--- Task input Enclosed Below ---

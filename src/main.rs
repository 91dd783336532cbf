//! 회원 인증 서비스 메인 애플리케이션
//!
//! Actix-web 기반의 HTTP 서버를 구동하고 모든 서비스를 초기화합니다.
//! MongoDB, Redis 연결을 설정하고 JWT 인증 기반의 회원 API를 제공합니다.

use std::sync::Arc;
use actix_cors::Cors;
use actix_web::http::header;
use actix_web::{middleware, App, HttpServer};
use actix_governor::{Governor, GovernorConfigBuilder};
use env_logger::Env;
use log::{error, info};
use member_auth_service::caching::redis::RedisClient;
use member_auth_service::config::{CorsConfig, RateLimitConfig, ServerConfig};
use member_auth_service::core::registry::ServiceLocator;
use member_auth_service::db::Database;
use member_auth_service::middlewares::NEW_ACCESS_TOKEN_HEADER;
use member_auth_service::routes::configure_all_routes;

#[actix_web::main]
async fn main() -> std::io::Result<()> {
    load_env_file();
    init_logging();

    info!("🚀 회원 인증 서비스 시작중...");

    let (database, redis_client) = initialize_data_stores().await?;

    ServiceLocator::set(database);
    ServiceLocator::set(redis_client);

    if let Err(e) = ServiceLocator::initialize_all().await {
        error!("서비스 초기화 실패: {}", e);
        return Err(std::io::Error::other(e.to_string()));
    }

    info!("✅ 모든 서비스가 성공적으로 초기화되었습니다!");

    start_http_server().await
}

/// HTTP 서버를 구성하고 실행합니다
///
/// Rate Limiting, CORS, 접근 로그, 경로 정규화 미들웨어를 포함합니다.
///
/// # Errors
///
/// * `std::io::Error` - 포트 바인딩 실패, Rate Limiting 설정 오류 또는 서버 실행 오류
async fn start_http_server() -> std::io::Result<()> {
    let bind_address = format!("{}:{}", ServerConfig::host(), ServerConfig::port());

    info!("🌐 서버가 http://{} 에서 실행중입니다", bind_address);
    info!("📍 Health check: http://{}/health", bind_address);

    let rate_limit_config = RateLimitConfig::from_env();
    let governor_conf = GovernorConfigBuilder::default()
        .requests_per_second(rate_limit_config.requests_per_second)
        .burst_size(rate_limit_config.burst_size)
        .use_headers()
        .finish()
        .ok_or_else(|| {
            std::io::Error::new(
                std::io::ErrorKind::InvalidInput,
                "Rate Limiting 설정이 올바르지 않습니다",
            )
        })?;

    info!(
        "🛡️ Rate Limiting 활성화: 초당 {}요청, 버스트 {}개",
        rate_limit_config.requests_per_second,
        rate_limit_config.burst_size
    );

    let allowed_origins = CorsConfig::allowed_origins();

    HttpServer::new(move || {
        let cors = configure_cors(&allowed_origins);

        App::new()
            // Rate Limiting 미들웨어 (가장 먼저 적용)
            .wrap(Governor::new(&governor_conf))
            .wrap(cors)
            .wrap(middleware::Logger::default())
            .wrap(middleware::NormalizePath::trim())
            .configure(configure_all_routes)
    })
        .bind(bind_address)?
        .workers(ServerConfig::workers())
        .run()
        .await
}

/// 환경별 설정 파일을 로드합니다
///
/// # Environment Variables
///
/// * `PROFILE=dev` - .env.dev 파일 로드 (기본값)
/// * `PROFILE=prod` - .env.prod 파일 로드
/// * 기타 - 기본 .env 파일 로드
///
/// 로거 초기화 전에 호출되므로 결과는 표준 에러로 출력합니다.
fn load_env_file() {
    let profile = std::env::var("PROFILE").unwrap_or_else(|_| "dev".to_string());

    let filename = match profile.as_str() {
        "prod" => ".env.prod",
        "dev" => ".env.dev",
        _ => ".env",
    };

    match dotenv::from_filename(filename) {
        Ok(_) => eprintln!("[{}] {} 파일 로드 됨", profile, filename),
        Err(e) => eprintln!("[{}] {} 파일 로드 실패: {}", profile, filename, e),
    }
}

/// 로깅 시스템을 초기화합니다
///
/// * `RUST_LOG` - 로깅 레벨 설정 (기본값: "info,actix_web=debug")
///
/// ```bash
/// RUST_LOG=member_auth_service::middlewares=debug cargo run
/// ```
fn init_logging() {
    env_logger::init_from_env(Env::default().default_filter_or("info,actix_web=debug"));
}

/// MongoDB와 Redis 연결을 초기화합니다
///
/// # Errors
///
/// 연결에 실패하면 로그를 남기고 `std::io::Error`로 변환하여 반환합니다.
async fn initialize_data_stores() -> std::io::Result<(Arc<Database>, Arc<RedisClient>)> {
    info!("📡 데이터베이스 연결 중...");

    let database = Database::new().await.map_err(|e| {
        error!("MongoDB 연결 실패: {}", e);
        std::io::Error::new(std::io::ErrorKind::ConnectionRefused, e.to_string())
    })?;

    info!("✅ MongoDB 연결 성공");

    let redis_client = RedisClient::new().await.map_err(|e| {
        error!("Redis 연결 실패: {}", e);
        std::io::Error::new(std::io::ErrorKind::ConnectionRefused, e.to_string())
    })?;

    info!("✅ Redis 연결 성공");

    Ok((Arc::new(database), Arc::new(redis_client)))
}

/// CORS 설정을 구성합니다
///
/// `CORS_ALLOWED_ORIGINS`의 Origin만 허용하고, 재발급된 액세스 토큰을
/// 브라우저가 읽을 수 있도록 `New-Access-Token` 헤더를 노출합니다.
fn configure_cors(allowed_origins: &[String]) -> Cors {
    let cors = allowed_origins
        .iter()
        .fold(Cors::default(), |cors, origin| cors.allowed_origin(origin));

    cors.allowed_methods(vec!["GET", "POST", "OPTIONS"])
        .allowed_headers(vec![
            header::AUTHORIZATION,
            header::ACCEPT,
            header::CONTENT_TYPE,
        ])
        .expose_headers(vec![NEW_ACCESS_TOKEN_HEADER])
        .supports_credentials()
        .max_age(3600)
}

--- End of Enclosed Task input ---

• **Problem details**: Repeat the material exactly. Every line should match.

• **Your solution**:
filename src/main.rs
repository 91dd783336532cbf
//! 회원 인증 서비스 메인 애플리케이션
//!
//! Actix-web 기반의 HTTP 서버를 구동하고 모든 서비스를 초기화합니다.
//! MongoDB, Redis 연결을 설정하고 JWT 인증 기반의 회원 API를 제공합니다.

use std::sync::Arc;
use actix_cors::Cors;
use actix_web::http::header;
use actix_web::{middleware, App, HttpServer};
use actix_governor::{Governor, GovernorConfigBuilder};
use env_logger::Env;
use log::{error, info};
use member_auth_service::caching::redis::RedisClient;
use member_auth_service::config::{CorsConfig, RateLimitConfig, ServerConfig};
use member_auth_service::core::registry::ServiceLocator;
use member_auth_service::db::Database;
use member_auth_service::middlewares::NEW_ACCESS_TOKEN_HEADER;
use member_auth_service::routes::configure_all_routes;

#[actix_web::main]
async fn main() -> std::io::Result<()> {
    load_env_file();
    init_logging();

    info!("🚀 회원 인증 서비스 시작중...");

    let (database, redis_client) = initialize_data_stores().await?;

    ServiceLocator::set(database);
    ServiceLocator::set(redis_client);

    if let Err(e) = ServiceLocator::initialize_all().await {
        error!("서비스 초기화 실패: {}", e);
        return Err(std::io::Error::other(e.to_string()));
    }

    info!("✅ 모든 서비스가 성공적으로 초기화되었습니다!");

    start_http_server().await
}

/// HTTP 서버를 구성하고 실행합니다
///
/// Rate Limiting, CORS, 접근 로그, 경로 정규화 미들웨어를 포함합니다.
///
/// # Errors
///
/// * `std::io::Error` - 포트 바인딩 실패, Rate Limiting 설정 오류 또는 서버 실행 오류
async fn start_http_server() -> std::io::Result<()> {
    let bind_address = format!("{}:{}", ServerConfig::host(), ServerConfig::port());

    info!("🌐 서버가 http://{} 에서 실행중입니다", bind_address);
    info!("📍 Health check: http://{}/health", bind_address);

    let rate_limit_config = RateLimitConfig::from_env();
    let governor_conf = GovernorConfigBuilder::default()
        .requests_per_second(rate_limit_config.requests_per_second)
        .burst_size(rate_limit_config.burst_size)
        .use_headers()
        .finish()
        .ok_or_else(|| {
            std::io::Error::new(
                std::io::ErrorKind::InvalidInput,
                "Rate Limiting 설정이 올바르지 않습니다",
            )
        })?;

    info!(
        "🛡️ Rate Limiting 활성화: 초당 {}요청, 버스트 {}개",
        rate_limit_config.requests_per_second,
        rate_limit_config.burst_size
    );

    let allowed_origins = CorsConfig::allowed_origins();

    HttpServer::new(move || {
        let cors = configure_cors(&allowed_origins);

        App::new()
            // Rate Limiting 미들웨어 (가장 먼저 적용)
            .wrap(Governor::new(&governor_conf))
            .wrap(cors)
            .wrap(middleware::Logger::default())
            .wrap(middleware::NormalizePath::trim())
            .configure(configure_all_routes)
    })
        .bind(bind_address)?
        .workers(ServerConfig::workers())
        .run()
        .await
}

/// 환경별 설정 파일을 로드합니다
///
/// # Environment Variables
///
/// * `PROFILE=dev` - .env.dev 파일 로드 (기본값)
/// * `PROFILE=prod` - .env.prod 파일 로드
/// * 기타 - 기본 .env 파일 로드
///
/// 로거 초기화 전에 호출되므로 결과는 표준 에러로 출력합니다.
fn load_env_file() {
    let profile = std::env::var("PROFILE").unwrap_or_else(|_| "dev".to_string());

    let filename = match profile.as_str() {
        "prod" => ".env.prod",
        "dev" => ".env.dev",
        _ => ".env",
    };

    match dotenv::from_filename(filename) {
        Ok(_) => eprintln!("[{}] {} 파일 로드 됨", profile, filename),
        Err(e) => eprintln!("[{}] {} 파일 로드 실패: {}", profile, filename, e),
    }
}

/// 로깅 시스템을 초기화합니다
///
/// * `RUST_LOG` - 로깅 레벨 설정 (기본값: "info,actix_web=debug")
///
/// ```bash
/// RUST_LOG=member_auth_service::middlewares=debug cargo run
/// ```
fn init_logging() {
    env_logger::init_from_env(Env::default().default_filter_or("info,actix_web=debug"));
}

/// MongoDB와 Redis 연결을 초기화합니다
///
/// # Errors
///
/// 연결에 실패하면 로그를 남기고 `std::io::Error`로 변환하여 반환합니다.
async fn initialize_data_stores() -> std::io::Result<(Arc<Database>, Arc<RedisClient>)> {
    info!("📡 데이터베이스 연결 중...");

    let database = Database::new().await.map_err(|e| {
        error!("MongoDB 연결 실패: {}", e);
        std::io::Error::new(std::io::ErrorKind::ConnectionRefused, e.to_string())
    })?;

    info!("✅ MongoDB 연결 성공");

    let redis_client = RedisClient::new().await.map_err(|e| {
        error!("Redis 연결 실패: {}", e);
        std::io::Error::new(std::io::ErrorKind::ConnectionRefused, e.to_string())
    })?;

    info!("✅ Redis 연결 성공");

    Ok((Arc::new(database), Arc::new(redis_client)))
}

/// CORS 설정을 구성합니다
///
/// `CORS_ALLOWED_ORIGINS`의 Origin만 허용하고, 재발급된 액세스 토큰을
/// 브라우저가 읽을 수 있도록 `New-Access-Token` 헤더를 노출합니다.
fn configure_cors(allowed_origins: &[String]) -> Cors {
    let cors = allowed_origins
        .iter()
        .fold(Cors::default(), |cors, origin| cors.allowed_origin(origin));

    cors.allowed_methods(vec!["GET", "POST", "OPTIONS"])
        .allowed_headers(vec![
            header::AUTHORIZATION,
            header::ACCEPT,
            header::CONTENT_TYPE,
        ])
        .expose_headers(vec![NEW_ACCESS_TOKEN_HEADER])
        .supports_credentials()
        .max_age(3600)
}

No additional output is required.